=== Begin Enclosure ===

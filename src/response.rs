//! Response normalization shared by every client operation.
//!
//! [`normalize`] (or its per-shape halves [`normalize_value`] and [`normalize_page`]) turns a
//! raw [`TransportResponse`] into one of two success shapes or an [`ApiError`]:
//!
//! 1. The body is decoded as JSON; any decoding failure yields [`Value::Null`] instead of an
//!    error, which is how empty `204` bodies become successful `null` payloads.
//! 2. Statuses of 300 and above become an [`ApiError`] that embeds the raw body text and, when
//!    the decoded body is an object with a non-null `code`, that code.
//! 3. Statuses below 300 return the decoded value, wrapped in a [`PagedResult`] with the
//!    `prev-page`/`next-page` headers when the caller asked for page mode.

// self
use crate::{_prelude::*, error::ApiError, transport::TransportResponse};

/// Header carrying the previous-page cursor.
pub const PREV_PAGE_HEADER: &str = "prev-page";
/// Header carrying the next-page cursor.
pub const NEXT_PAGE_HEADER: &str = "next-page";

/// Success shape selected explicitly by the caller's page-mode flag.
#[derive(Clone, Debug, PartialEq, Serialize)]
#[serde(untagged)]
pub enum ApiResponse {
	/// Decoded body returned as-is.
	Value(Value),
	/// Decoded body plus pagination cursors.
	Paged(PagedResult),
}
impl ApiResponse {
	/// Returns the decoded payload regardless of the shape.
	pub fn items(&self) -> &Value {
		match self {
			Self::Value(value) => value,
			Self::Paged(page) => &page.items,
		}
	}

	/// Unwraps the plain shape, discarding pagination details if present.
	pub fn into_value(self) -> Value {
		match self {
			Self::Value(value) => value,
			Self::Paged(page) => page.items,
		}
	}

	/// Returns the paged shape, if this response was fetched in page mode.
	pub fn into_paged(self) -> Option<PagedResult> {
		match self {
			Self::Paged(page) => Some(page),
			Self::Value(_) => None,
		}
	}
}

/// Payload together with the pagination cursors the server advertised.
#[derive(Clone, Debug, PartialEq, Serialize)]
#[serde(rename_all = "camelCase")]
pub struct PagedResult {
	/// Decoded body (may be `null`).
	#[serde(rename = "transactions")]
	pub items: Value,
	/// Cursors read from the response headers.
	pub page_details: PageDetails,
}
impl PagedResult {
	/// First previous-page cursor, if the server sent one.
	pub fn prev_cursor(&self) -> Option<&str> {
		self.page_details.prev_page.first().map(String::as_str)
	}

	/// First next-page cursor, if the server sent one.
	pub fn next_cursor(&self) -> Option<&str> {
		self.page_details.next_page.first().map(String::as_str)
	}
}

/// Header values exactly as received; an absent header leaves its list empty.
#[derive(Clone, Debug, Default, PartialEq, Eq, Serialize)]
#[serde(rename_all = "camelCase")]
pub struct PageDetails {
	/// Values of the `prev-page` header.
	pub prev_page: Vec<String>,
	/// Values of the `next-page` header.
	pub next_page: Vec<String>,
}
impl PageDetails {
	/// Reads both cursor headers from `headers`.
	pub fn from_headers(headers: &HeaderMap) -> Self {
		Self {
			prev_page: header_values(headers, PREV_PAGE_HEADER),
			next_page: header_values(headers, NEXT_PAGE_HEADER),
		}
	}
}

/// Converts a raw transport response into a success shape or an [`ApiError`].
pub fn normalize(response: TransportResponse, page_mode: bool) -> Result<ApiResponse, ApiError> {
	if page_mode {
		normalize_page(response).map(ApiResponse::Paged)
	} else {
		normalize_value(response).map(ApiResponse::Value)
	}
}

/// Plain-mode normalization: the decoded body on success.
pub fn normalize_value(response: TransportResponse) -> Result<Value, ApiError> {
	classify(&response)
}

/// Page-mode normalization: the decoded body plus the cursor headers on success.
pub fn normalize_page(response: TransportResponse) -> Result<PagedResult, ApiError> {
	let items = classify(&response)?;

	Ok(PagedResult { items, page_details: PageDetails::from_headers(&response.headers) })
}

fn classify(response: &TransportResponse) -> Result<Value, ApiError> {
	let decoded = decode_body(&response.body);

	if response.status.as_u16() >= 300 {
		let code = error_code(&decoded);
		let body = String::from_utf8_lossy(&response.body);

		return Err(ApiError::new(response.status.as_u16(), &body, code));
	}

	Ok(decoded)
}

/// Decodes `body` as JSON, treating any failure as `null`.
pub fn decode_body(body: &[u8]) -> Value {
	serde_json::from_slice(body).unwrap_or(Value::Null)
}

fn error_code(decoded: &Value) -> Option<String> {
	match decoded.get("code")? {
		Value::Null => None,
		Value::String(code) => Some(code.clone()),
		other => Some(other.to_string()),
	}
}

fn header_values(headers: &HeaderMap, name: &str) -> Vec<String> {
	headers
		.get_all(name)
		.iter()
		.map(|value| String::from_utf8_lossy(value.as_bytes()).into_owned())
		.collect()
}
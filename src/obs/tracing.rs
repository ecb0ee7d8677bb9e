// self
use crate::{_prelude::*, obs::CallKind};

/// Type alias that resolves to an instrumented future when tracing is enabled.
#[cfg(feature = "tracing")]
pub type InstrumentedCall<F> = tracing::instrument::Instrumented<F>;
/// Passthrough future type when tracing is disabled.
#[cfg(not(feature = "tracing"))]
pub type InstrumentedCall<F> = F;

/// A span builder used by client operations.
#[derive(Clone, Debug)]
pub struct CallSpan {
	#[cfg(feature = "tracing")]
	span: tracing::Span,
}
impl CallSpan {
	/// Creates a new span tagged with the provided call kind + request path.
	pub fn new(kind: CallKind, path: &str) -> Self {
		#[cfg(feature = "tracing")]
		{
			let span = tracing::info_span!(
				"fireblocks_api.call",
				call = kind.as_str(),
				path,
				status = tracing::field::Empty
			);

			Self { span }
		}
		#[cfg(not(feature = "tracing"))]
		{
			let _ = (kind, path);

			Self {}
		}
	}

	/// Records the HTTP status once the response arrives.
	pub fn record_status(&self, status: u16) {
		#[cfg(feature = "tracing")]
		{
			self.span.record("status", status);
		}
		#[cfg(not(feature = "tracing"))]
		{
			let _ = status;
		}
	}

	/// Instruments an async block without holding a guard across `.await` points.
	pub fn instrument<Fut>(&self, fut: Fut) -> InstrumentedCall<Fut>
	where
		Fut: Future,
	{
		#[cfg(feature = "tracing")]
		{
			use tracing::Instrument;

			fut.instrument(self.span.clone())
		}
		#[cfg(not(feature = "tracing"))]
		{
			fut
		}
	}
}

=== End Enclosure ===

- [What you should do] Write out the records once more, precisely as they stand.

- [Expected answer]
filename src/response.rs
//! Response normalization shared by every client operation.
//!
//! [`normalize`] (or its per-shape halves [`normalize_value`] and [`normalize_page`]) turns a
//! raw [`TransportResponse`] into one of two success shapes or an [`ApiError`]:
//!
//! 1. The body is decoded as JSON; any decoding failure yields [`Value::Null`] instead of an
//!    error, which is how empty `204` bodies become successful `null` payloads.
//! 2. Statuses of 300 and above become an [`ApiError`] that embeds the raw body text and, when
//!    the decoded body is an object with a non-null `code`, that code.
//! 3. Statuses below 300 return the decoded value, wrapped in a [`PagedResult`] with the
//!    `prev-page`/`next-page` headers when the caller asked for page mode.

// self
use crate::{_prelude::*, error::ApiError, transport::TransportResponse};

/// Header carrying the previous-page cursor.
pub const PREV_PAGE_HEADER: &str = "prev-page";
/// Header carrying the next-page cursor.
pub const NEXT_PAGE_HEADER: &str = "next-page";

/// Success shape selected explicitly by the caller's page-mode flag.
#[derive(Clone, Debug, PartialEq, Serialize)]
#[serde(untagged)]
pub enum ApiResponse {
	/// Decoded body returned as-is.
	Value(Value),
	/// Decoded body plus pagination cursors.
	Paged(PagedResult),
}
impl ApiResponse {
	/// Returns the decoded payload regardless of the shape.
	pub fn items(&self) -> &Value {
		match self {
			Self::Value(value) => value,
			Self::Paged(page) => &page.items,
		}
	}

	/// Unwraps the plain shape, discarding pagination details if present.
	pub fn into_value(self) -> Value {
		match self {
			Self::Value(value) => value,
			Self::Paged(page) => page.items,
		}
	}

	/// Returns the paged shape, if this response was fetched in page mode.
	pub fn into_paged(self) -> Option<PagedResult> {
		match self {
			Self::Paged(page) => Some(page),
			Self::Value(_) => None,
		}
	}
}

/// Payload together with the pagination cursors the server advertised.
#[derive(Clone, Debug, PartialEq, Serialize)]
#[serde(rename_all = "camelCase")]
pub struct PagedResult {
	/// Decoded body (may be `null`).
	#[serde(rename = "transactions")]
	pub items: Value,
	/// Cursors read from the response headers.
	pub page_details: PageDetails,
}
impl PagedResult {
	/// First previous-page cursor, if the server sent one.
	pub fn prev_cursor(&self) -> Option<&str> {
		self.page_details.prev_page.first().map(String::as_str)
	}

	/// First next-page cursor, if the server sent one.
	pub fn next_cursor(&self) -> Option<&str> {
		self.page_details.next_page.first().map(String::as_str)
	}
}

/// Header values exactly as received; an absent header leaves its list empty.
#[derive(Clone, Debug, Default, PartialEq, Eq, Serialize)]
#[serde(rename_all = "camelCase")]
pub struct PageDetails {
	/// Values of the `prev-page` header.
	pub prev_page: Vec<String>,
	/// Values of the `next-page` header.
	pub next_page: Vec<String>,
}
impl PageDetails {
	/// Reads both cursor headers from `headers`.
	pub fn from_headers(headers: &HeaderMap) -> Self {
		Self {
			prev_page: header_values(headers, PREV_PAGE_HEADER),
			next_page: header_values(headers, NEXT_PAGE_HEADER),
		}
	}
}

/// Converts a raw transport response into a success shape or an [`ApiError`].
pub fn normalize(response: TransportResponse, page_mode: bool) -> Result<ApiResponse, ApiError> {
	if page_mode {
		normalize_page(response).map(ApiResponse::Paged)
	} else {
		normalize_value(response).map(ApiResponse::Value)
	}
}

/// Plain-mode normalization: the decoded body on success.
pub fn normalize_value(response: TransportResponse) -> Result<Value, ApiError> {
	classify(&response)
}

/// Page-mode normalization: the decoded body plus the cursor headers on success.
pub fn normalize_page(response: TransportResponse) -> Result<PagedResult, ApiError> {
	let items = classify(&response)?;

	Ok(PagedResult { items, page_details: PageDetails::from_headers(&response.headers) })
}

fn classify(response: &TransportResponse) -> Result<Value, ApiError> {
	let decoded = decode_body(&response.body);

	if response.status.as_u16() >= 300 {
		let code = error_code(&decoded);
		let body = String::from_utf8_lossy(&response.body);

		return Err(ApiError::new(response.status.as_u16(), &body, code));
	}

	Ok(decoded)
}

/// Decodes `body` as JSON, treating any failure as `null`.
pub fn decode_body(body: &[u8]) -> Value {
	serde_json::from_slice(body).unwrap_or(Value::Null)
}

fn error_code(decoded: &Value) -> Option<String> {
	match decoded.get("code")? {
		Value::Null => None,
		Value::String(code) => Some(code.clone()),
		other => Some(other.to_string()),
	}
}

fn header_values(headers: &HeaderMap, name: &str) -> Vec<String> {
	headers
		.get_all(name)
		.iter()
		.map(|value| String::from_utf8_lossy(value.as_bytes()).into_owned())
		.collect()
}
filename src/obs/tracing.rs
repository ecb0ee7d8677bb9e
// self
use crate::{_prelude::*, obs::CallKind};

/// Type alias that resolves to an instrumented future when tracing is enabled.
#[cfg(feature = "tracing")]
pub type InstrumentedCall<F> = tracing::instrument::Instrumented<F>;
/// Passthrough future type when tracing is disabled.
#[cfg(not(feature = "tracing"))]
pub type InstrumentedCall<F> = F;

/// A span builder used by client operations.
#[derive(Clone, Debug)]
pub struct CallSpan {
	#[cfg(feature = "tracing")]
	span: tracing::Span,
}
impl CallSpan {
	/// Creates a new span tagged with the provided call kind + request path.
	pub fn new(kind: CallKind, path: &str) -> Self {
		#[cfg(feature = "tracing")]
		{
			let span = tracing::info_span!(
				"fireblocks_api.call",
				call = kind.as_str(),
				path,
				status = tracing::field::Empty
			);

			Self { span }
		}
		#[cfg(not(feature = "tracing"))]
		{
			let _ = (kind, path);

			Self {}
		}
	}

	/// Records the HTTP status once the response arrives.
	pub fn record_status(&self, status: u16) {
		#[cfg(feature = "tracing")]
		{
			self.span.record("status", status);
		}
		#[cfg(not(feature = "tracing"))]
		{
			let _ = status;
		}
	}

	/// Instruments an async block without holding a guard across `.await` points.
	pub fn instrument<Fut>(&self, fut: Fut) -> InstrumentedCall<Fut>
	where
		Fut: Future,
	{
		#[cfg(feature = "tracing")]
		{
			use tracing::Instrument;

			fut.instrument(self.span.clone())
		}
		#[cfg(not(feature = "tracing"))]
		{
			fut
		}
	}
}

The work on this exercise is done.